Eleni Cay, Snowflakes

Early Snow

He rings the doorbell,
climbs the fifteen steps to my flat,
tosses a gluten-free oatcake to my Bichon.

He smiles. Our fingers brush
as he hands me a baronial envelope.
It could be a bill or a tacky sympathy card.

I loathe the people he connects me with.
But I love how he swings between them and me.
It starts snowing. He will be running late. I invite him in.

I offer him a coffee. He tells me he has two daughters.
I wonder how many snowflakes get wasted every year, especially
before Christmas. He is missing a tooth. And all the magic. I want him to leave.

The snowflakes scatter the soundless territory,
they cannot linger in the in-between.
But then, who can?

I watch how the air separates their laced bodies
from the brown soil, how some land
on my postman.

Caledonian Sleeper

The sun has infused a boiling sky with ripe berries.
A girl wraps her arms around the train seat.

“Tickets please!” She hides beneath a newspaper spread,
today’s horrific stories quietly cover her body.

The man in carriage A has finished his sushi. Left-over
sesame seeds shine on her ebony forefinger like stars.

She cuddles her canned soup. The soup responds
with a warm embrace. Chicken, carrot and ginger,

the smell of Christmas. The soup doesn’t care about
yesterday’s drama or today’s saltiness.

The birds sing ‘Sweet Home Alabama.’
She ducks in every time the train manager passes by.

First Christmas without Mum

When the earthquake killed 10000 Japanese, the doctors and social workers
knew how to act. It was salty and hard, but there was a protocol and a little
emergency bag in which to pack their sorrow.
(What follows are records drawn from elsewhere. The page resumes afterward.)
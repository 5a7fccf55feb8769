//! Persistence and replay of sweep results.
//!
//! Two newline-delimited JSON files share an output prefix:
//!
//! * `<prefix>_min_data`: one record per sample point, `null` where the
//!   point did not converge.
//! * `<prefix>_all_data`: one array per sample point holding every seed's
//!   result in catalog order.
//!
//! Lines follow sample order. Replay checks the record count against the
//! intended grid size and fails on any mismatch.

use std::ffi::OsString;
use std::fs::{self, File};
use std::io::{BufWriter, Write};
use std::path::{Path, PathBuf};

use serde::de::DeserializeOwned;
use serde::Serialize;
use tracing::info;

use crate::error::{PhaseError, PhaseResult};
use crate::minimize::Minimization;
use crate::solver::Outcome;

#[derive(Debug, Clone)]
pub struct ResultStore {
    prefix: PathBuf,
}

impl ResultStore {
    pub fn new<P: Into<PathBuf>>(prefix: P) -> Self {
        Self {
            prefix: prefix.into(),
        }
    }

    fn with_suffix(&self, suffix: &str) -> PathBuf {
        let mut name = OsString::from(self.prefix.as_os_str());
        name.push(suffix);
        PathBuf::from(name)
    }

    pub fn min_path(&self) -> PathBuf {
        self.with_suffix("_min_data")
    }

    pub fn all_path(&self) -> PathBuf {
        self.with_suffix("_all_data")
    }

    /// Phase-diagram table written next to the result files.
    pub fn csv_path(&self) -> PathBuf {
        self.with_suffix("_phase.csv")
    }

    /// Write both files for a finished sweep.
    pub fn save(&self, results: &[Minimization]) -> PhaseResult<()> {
        self.write_min(results.iter().map(|m| &m.best))?;
        self.write_all(results.iter().map(|m| m.all.as_slice()))?;
        let (min, all) = (self.min_path(), self.all_path());
        info!(
            points = results.len(),
            min = %min.display(),
            all = %all.display(),
            "saved sweep results"
        );
        Ok(())
    }

    pub fn write_min<'a, I>(&self, best: I) -> PhaseResult<()>
    where
        I: IntoIterator<Item = &'a Outcome>,
    {
        write_lines(&self.min_path(), best)
    }

    pub fn write_all<'a, I>(&self, all: I) -> PhaseResult<()>
    where
        I: IntoIterator<Item = &'a [Outcome]>,
    {
        write_lines(&self.all_path(), all)
    }

    /// Reload the minimal results of a previous run of `expected` points.
    pub fn read_min(&self, expected: usize) -> PhaseResult<Vec<Outcome>> {
        let path = self.min_path();
        let records = read_lines(&path, expected)?;
        info!(points = records.len(), path = %path.display(), "replayed minimal results");
        Ok(records)
    }

    pub fn read_all(&self, expected: usize) -> PhaseResult<Vec<Vec<Outcome>>> {
        read_lines(&self.all_path(), expected)
    }
}

fn write_lines<T, I>(path: &Path, records: I) -> PhaseResult<()>
where
    T: Serialize,
    I: IntoIterator<Item = T>,
{
    let mut out = BufWriter::new(File::create(path)?);
    for record in records {
        serde_json::to_writer(&mut out, &record)?;
        out.write_all(b"\n")?;
    }
    out.flush()?;
    Ok(())
}

fn read_lines<T: DeserializeOwned>(path: &Path, expected: usize) -> PhaseResult<Vec<T>> {
    let data = fs::read_to_string(path)?;
    let lines: Vec<&str> = data.lines().collect();
    if lines.len() != expected {
        return Err(PhaseError::ReplayLength {
            path: path.to_path_buf(),
            expected,
            found: lines.len(),
        });
    }
    lines
        .iter()
        .enumerate()
        .map(|(i, line)| {
            serde_json::from_str(line.trim()).map_err(|source| PhaseError::ReplayRecord {
                path: path.to_path_buf(),
                line: i + 1,
                source,
            })
        })
        .collect()
}
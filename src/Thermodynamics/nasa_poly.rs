//! # NASA-7 reference thermodynamics
//!
//! Two-range NASA-7 polynomial evaluators producing the dimensionless
//! reference-state vectors cp0/R, h0/RT, s0/R (and derived g0/RT) at a given
//! temperature. The phase keeps these in a cache keyed on exact T equality,
//! so the evaluators themselves are stateless.

use serde::{Deserialize, Serialize};

use crate::error::ChemEngineError;

/// One species' NASA-7 polynomial: a low and a high temperature range with
/// seven coefficients each, switching at `t_mid`.
///
/// cp0/R = a1 + a2*T + a3*T^2 + a4*T^3 + a5*T^4
/// h0/RT = a1 + a2*T/2 + a3*T^2/3 + a4*T^3/4 + a5*T^4/5 + a6/T
/// s0/R  = a1*ln(T) + a2*T + a3*T^2/2 + a4*T^3/3 + a5*T^4/4 + a7
#[derive(Debug, Clone, Serialize, Deserialize)]
pub struct NasaPoly7 {
    pub t_low: f64,
    pub t_mid: f64,
    pub t_high: f64,
    pub low: [f64; 7],
    pub high: [f64; 7],
}

impl NasaPoly7 {
    /// Polynomial with a single coefficient set valid over the whole range.
    pub fn single_range(t_low: f64, t_high: f64, coeffs: [f64; 7]) -> Self {
        Self {
            t_low,
            t_mid: t_high,
            t_high,
            low: coeffs,
            high: coeffs,
        }
    }

    fn coeffs_at(&self, t: f64) -> &[f64; 7] {
        if t < self.t_mid { &self.low } else { &self.high }
    }

    /// Evaluate (cp0/R, h0/RT, s0/R) at temperature `t`.
    pub fn eval(&self, t: f64) -> (f64, f64, f64) {
        let c = self.coeffs_at(t);
        let t2 = t * t;
        let t3 = t2 * t;
        let t4 = t3 * t;
        let cp_r = c[0] + c[1] * t + c[2] * t2 + c[3] * t3 + c[4] * t4;
        let h_rt = c[0]
            + c[1] * t / 2.0
            + c[2] * t2 / 3.0
            + c[3] * t3 / 4.0
            + c[4] * t4 / 5.0
            + c[5] / t;
        let s_r = c[0] * t.ln()
            + c[1] * t
            + c[2] * t2 / 2.0
            + c[3] * t3 / 3.0
            + c[4] * t4 / 4.0
            + c[6];
        (cp_r, h_rt, s_r)
    }
}

/// Species metadata as supplied by the host: name, molecular weight
/// (kg/kmol) and the NASA-7 reference polynomial.
#[derive(Debug, Clone, Serialize, Deserialize)]
pub struct SpeciesRecord {
    pub name: String,
    /// Molecular weight, kg/kmol.
    pub molar_weight: f64,
    pub thermo: NasaPoly7,
}

impl SpeciesRecord {
    pub fn new(name: &str, molar_weight: f64, thermo: NasaPoly7) -> Self {
        Self {
            name: name.to_string(),
            molar_weight,
            thermo,
        }
    }
}

/// Species-indexed NASA-7 table. Fills the per-species reference vectors in
/// one pass; the caller owns the buffers and the T-keyed cache.
#[derive(Debug, Clone)]
pub struct SpeciesThermoTable {
    polys: Vec<NasaPoly7>,
}

impl SpeciesThermoTable {
    pub fn new(polys: Vec<NasaPoly7>) -> Self {
        Self { polys }
    }

    pub fn n_species(&self) -> usize {
        self.polys.len()
    }

    /// Fill cp0/R, h0/RT, s0/R for every species at temperature `t`.
    pub fn update(
        &self,
        t: f64,
        cp0_r: &mut [f64],
        h0_rt: &mut [f64],
        s0_r: &mut [f64],
    ) -> Result<(), ChemEngineError> {
        if t <= 0.0 || !t.is_finite() {
            return Err(ChemEngineError::InvalidState(format!(
                "temperature {t} out of range for reference thermo"
            )));
        }
        for (k, poly) in self.polys.iter().enumerate() {
            let (cp, h, s) = poly.eval(t);
            cp0_r[k] = cp;
            h0_rt[k] = h;
            s0_r[k] = s;
        }
        Ok(())
    }
}

#[cfg(test)]
mod tests {
    use super::*;
    use approx::assert_relative_eq;

    #[test]
    fn nasa7_matches_hand_formula() {
        let poly = NasaPoly7::single_range(
            200.0,
            3500.0,
            [3.33727920e+00, -4.94024731e-05, 4.99456778e-07, -1.79566394e-10, 2.00255376e-14,
             -9.50158922e+02, -3.20502331e+00],
        );
        let t = 1500.0;
        let (cp_r, h_rt, s_r) = poly.eval(t);
        let c = &poly.high;
        let cp_expected = c[0] + c[1] * t + c[2] * t * t + c[3] * t.powi(3) + c[4] * t.powi(4);
        let h_expected = c[0]
            + c[1] * t / 2.0
            + c[2] * t * t / 3.0
            + c[3] * t.powi(3) / 4.0
            + c[4] * t.powi(4) / 5.0
            + c[5] / t;
        let s_expected = c[0] * t.ln()
            + c[1] * t
            + c[2] * t * t / 2.0
            + c[3] * t.powi(3) / 3.0
            + c[4] * t.powi(4) / 4.0
            + c[6];
        assert_relative_eq!(cp_r, cp_expected, max_relative = 1e-14);
        assert_relative_eq!(h_rt, h_expected, max_relative = 1e-14);
        assert_relative_eq!(s_r, s_expected, max_relative = 1e-14);
    }

    #[test]
    fn range_switch_at_t_mid() {
        let mut poly = NasaPoly7::single_range(300.0, 3000.0, [2.5, 0.0, 0.0, 0.0, 0.0, 0.0, 1.0]);
        poly.t_mid = 1000.0;
        poly.high = [3.5, 0.0, 0.0, 0.0, 0.0, 0.0, 1.0];
        assert_relative_eq!(poly.eval(999.0).0, 2.5);
        assert_relative_eq!(poly.eval(1000.0).0, 3.5);
    }

    #[test]
    fn table_rejects_bad_temperature() {
        let table = SpeciesThermoTable::new(vec![NasaPoly7::single_range(
            300.0,
            3000.0,
            [3.5, 0.0, 0.0, 0.0, 0.0, 0.0, 0.0],
        )]);
        let mut a = [0.0];
        let mut b = [0.0];
        let mut c = [0.0];
        assert!(table.update(-1.0, &mut a, &mut b, &mut c).is_err());
    }
}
But when you died, we did not know how to fillet the fish. How to disguise
the space for your placemat. We argued whether there ever was a Santa Claus,
completely forgot how to curve the corners of our mouths.

Everyone pretended to be busy wrapping the presents bought in a quick run to
the store, our tears inscribing crude decorations into the sequin embellishments.
All we wanted for Christmas was the year before.
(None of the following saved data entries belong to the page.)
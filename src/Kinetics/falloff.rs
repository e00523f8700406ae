//! Falloff blending functions and their per-reaction manager.
//!
//! A falloff (or chemically-activated) reaction blends its low- and
//! high-pressure Arrhenius limits through a function F of the reduced
//! pressure. Each function kind splits its work into a temperature-only
//! part written into a shared work buffer (`update_temp`) and the
//! per-reduced-pressure part (`f`).

use enum_dispatch::enum_dispatch;
use serde::{Deserialize, Serialize};

use crate::SMALL_NUMBER;

#[enum_dispatch]
pub trait FalloffFunction {
    /// Number of slots this function needs in the shared work buffer.
    fn work_size(&self) -> usize;
    /// Refresh the temperature-only part into `work`.
    fn update_temp(&self, t: f64, work: &mut [f64]);
    /// Blending factor F at reduced pressure `pr`.
    fn f(&self, pr: f64, work: &[f64]) -> f64;
}

/// Lindemann form: no blending correction, F = 1.
#[derive(Debug, Clone, Copy, Default, Serialize, Deserialize)]
pub struct Lindemann;

impl FalloffFunction for Lindemann {
    fn work_size(&self) -> usize {
        0
    }

    fn update_temp(&self, _t: f64, _work: &mut [f64]) {}

    fn f(&self, _pr: f64, _work: &[f64]) -> f64 {
        1.0
    }
}

/// Troe form, 3- or 4-parameter (t2 = 0 disables the last term).
#[derive(Debug, Clone, Copy, Serialize, Deserialize)]
pub struct Troe {
    pub a: f64,
    pub t3: f64,
    pub t1: f64,
    #[serde(default)]
    pub t2: f64,
}

impl FalloffFunction for Troe {
    fn work_size(&self) -> usize {
        1
    }

    fn update_temp(&self, t: f64, work: &mut [f64]) {
        let mut fcent = (1.0 - self.a) * (-t / self.t3).exp() + self.a * (-t / self.t1).exp();
        if self.t2 != 0.0 {
            fcent += (-self.t2 / t).exp();
        }
        work[0] = fcent.max(SMALL_NUMBER).log10();
    }

    fn f(&self, pr: f64, work: &[f64]) -> f64 {
        let log_fcent = work[0];
        let lpr = pr.max(SMALL_NUMBER).log10();
        let cc = -0.4 - 0.67 * log_fcent;
        let nn = 0.75 - 1.27 * log_fcent;
        let f1 = (lpr + cc) / (nn - 0.14 * (lpr + cc));
        10.0_f64.powf(log_fcent / (1.0 + f1 * f1))
    }
}

/// SRI form, 3- or 5-parameter (d = 1, e = 0 for the 3-parameter variant).
#[derive(Debug, Clone, Copy, Serialize, Deserialize)]
pub struct Sri {
    pub a: f64,
    pub b: f64,
    pub c: f64,
    #[serde(default = "sri_default_d")]
    pub d: f64,
    #[serde(default)]
    pub e: f64,
}

fn sri_default_d() -> f64 {
    1.0
}

impl FalloffFunction for Sri {
    fn work_size(&self) -> usize {
        2
    }

    fn update_temp(&self, t: f64, work: &mut [f64]) {
        let mut base = self.a * (-self.b / t).exp();
        if self.c != 0.0 {
            base += (-t / self.c).exp();
        }
        work[0] = base;
        work[1] = self.d * t.powf(self.e);
    }

    fn f(&self, pr: f64, work: &[f64]) -> f64 {
        let lpr = pr.max(SMALL_NUMBER).log10();
        let xx = 1.0 / (1.0 + lpr * lpr);
        work[0].powf(xx) * work[1]
    }
}

/// The closed set of falloff blending functions.
#[enum_dispatch(FalloffFunction)]
#[derive(Debug, Clone, Copy, Serialize, Deserialize)]
pub enum FalloffBlend {
    Lindemann(Lindemann),
    Troe(Troe),
    Sri(Sri),
}

/// Per-reaction falloff functions in falloff-local indexing, sharing one
/// pre-allocated work buffer.
#[derive(Debug, Clone, Default)]
pub struct FalloffMgr {
    funcs: Vec<FalloffBlend>,
    /// work-buffer offset per local reaction
    offsets: Vec<usize>,
    /// chemically-activated reactions divide out the (1 + pr) differently
    chem_activated: Vec<bool>,
    total_work: usize,
}

impl FalloffMgr {
    pub fn new() -> Self {
        Self::default()
    }

    pub fn n_reactions(&self) -> usize {
        self.funcs.len()
    }

    pub fn work_size(&self) -> usize {
        self.total_work
    }

    pub fn install(&mut self, blend: FalloffBlend, chem_activated: bool) {
        self.offsets.push(self.total_work);
        self.total_work += blend.work_size();
        self.funcs.push(blend);
        self.chem_activated.push(chem_activated);
    }

    pub fn replace(&mut self, local: usize, blend: FalloffBlend) {
        // offsets stay valid only if the work size is unchanged; rebuild
        // otherwise
        if blend.work_size() == self.funcs[local].work_size() {
            self.funcs[local] = blend;
            return;
        }
        self.funcs[local] = blend;
        self.total_work = 0;
        for (i, func) in self.funcs.iter().enumerate() {
            self.offsets[i] = self.total_work;
            self.total_work += func.work_size();
        }
    }

    pub fn update_temp(&self, t: f64, work: &mut [f64]) {
        for (i, func) in self.funcs.iter().enumerate() {
            let offset = self.offsets[i];
            func.update_temp(t, &mut work[offset..offset + func.work_size()]);
        }
    }

    /// In place, map the reduced pressures to effective blending values:
    /// F*pr/(1+pr) for falloff reactions, F/(1+pr) for chemically-activated
    /// ones.
    pub fn pr_to_falloff(&self, values: &mut [f64], work: &[f64]) {
        for (i, func) in self.funcs.iter().enumerate() {
            let offset = self.offsets[i];
            let pr = values[i];
            let f = func.f(pr, &work[offset..offset + func.work_size()]);
            values[i] = if self.chem_activated[i] {
                f / (1.0 + pr)
            } else {
                f * pr / (1.0 + pr)
            };
        }
    }

    /// Subset surviving the falloff-local activation mask, in order.
    pub fn reduced(&self, active_local: &[bool]) -> Self {
        let mut out = Self::new();
        for (i, func) in self.funcs.iter().enumerate() {
            if active_local[i] {
                out.install(*func, self.chem_activated[i]);
            }
        }
        out
    }
}

#[cfg(test)]
mod tests {
    use super::*;
    use approx::assert_relative_eq;

    #[test]
    fn lindemann_is_unity() {
        let f = Lindemann;
        assert_relative_eq!(f.f(0.3, &[]), 1.0);
    }

    #[test]
    fn troe_matches_hand_formula() {
        let troe = Troe {
            a: 0.7346,
            t3: 94.0,
            t1: 1756.0,
            t2: 5182.0,
        };
        let t = 1200.0;
        let mut work = [0.0];
        troe.update_temp(t, &mut work);
        let fcent = (1.0 - 0.7346) * (-t / 94.0_f64).exp()
            + 0.7346 * (-t / 1756.0_f64).exp()
            + (-5182.0 / t).exp();
        assert_relative_eq!(work[0], fcent.log10(), max_relative = 1e-12);

        let pr: f64 = 2.5;
        let lfc = fcent.log10();
        let cc = -0.4 - 0.67 * lfc;
        let nn = 0.75 - 1.27 * lfc;
        let f1 = (pr.log10() + cc) / (nn - 0.14 * (pr.log10() + cc));
        let expected = 10.0_f64.powf(lfc / (1.0 + f1 * f1));
        assert_relative_eq!(troe.f(pr, &work), expected, max_relative = 1e-12);
        // the blend stays within (0, 1]
        assert!(troe.f(pr, &work) <= 1.0 && troe.f(pr, &work) > 0.0);
    }

    #[test]
    fn mgr_applies_pr_over_one_plus_pr() {
        let mut mgr = FalloffMgr::new();
        mgr.install(FalloffBlend::Lindemann(Lindemann), false);
        mgr.install(FalloffBlend::Lindemann(Lindemann), true);
        let work = vec![0.0; mgr.work_size()];
        let mut values = vec![3.0, 3.0];
        mgr.pr_to_falloff(&mut values, &work);
        assert_relative_eq!(values[0], 3.0 / 4.0, max_relative = 1e-12);
        assert_relative_eq!(values[1], 1.0 / 4.0, max_relative = 1e-12);
    }
}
Eleni Cay is a Slovakian-born poet writing in English and Slovak. Her most recent poems appeared in Atticus Review, the Glasgow Review of Books, Poetry Ireland Review, Acumen, and Envoi. Eleni’s award-winning collection of Slovak poems, A Butterfly’s Trembling in the Digital Age, was translated by John Minahane and published by Parthian Books in 2017. Her third pamphlet of English poems was published by Eyewear in December 2017.

Eleni is known for her film and dance poems, and her innovative poetic combinations, as featured on Button Poetry and Moving Poems. She has been invited to read her poetry at Harvard University, the International Ars Poetica Festival, the Frankfurt Book Fair, and at many other beautiful venues.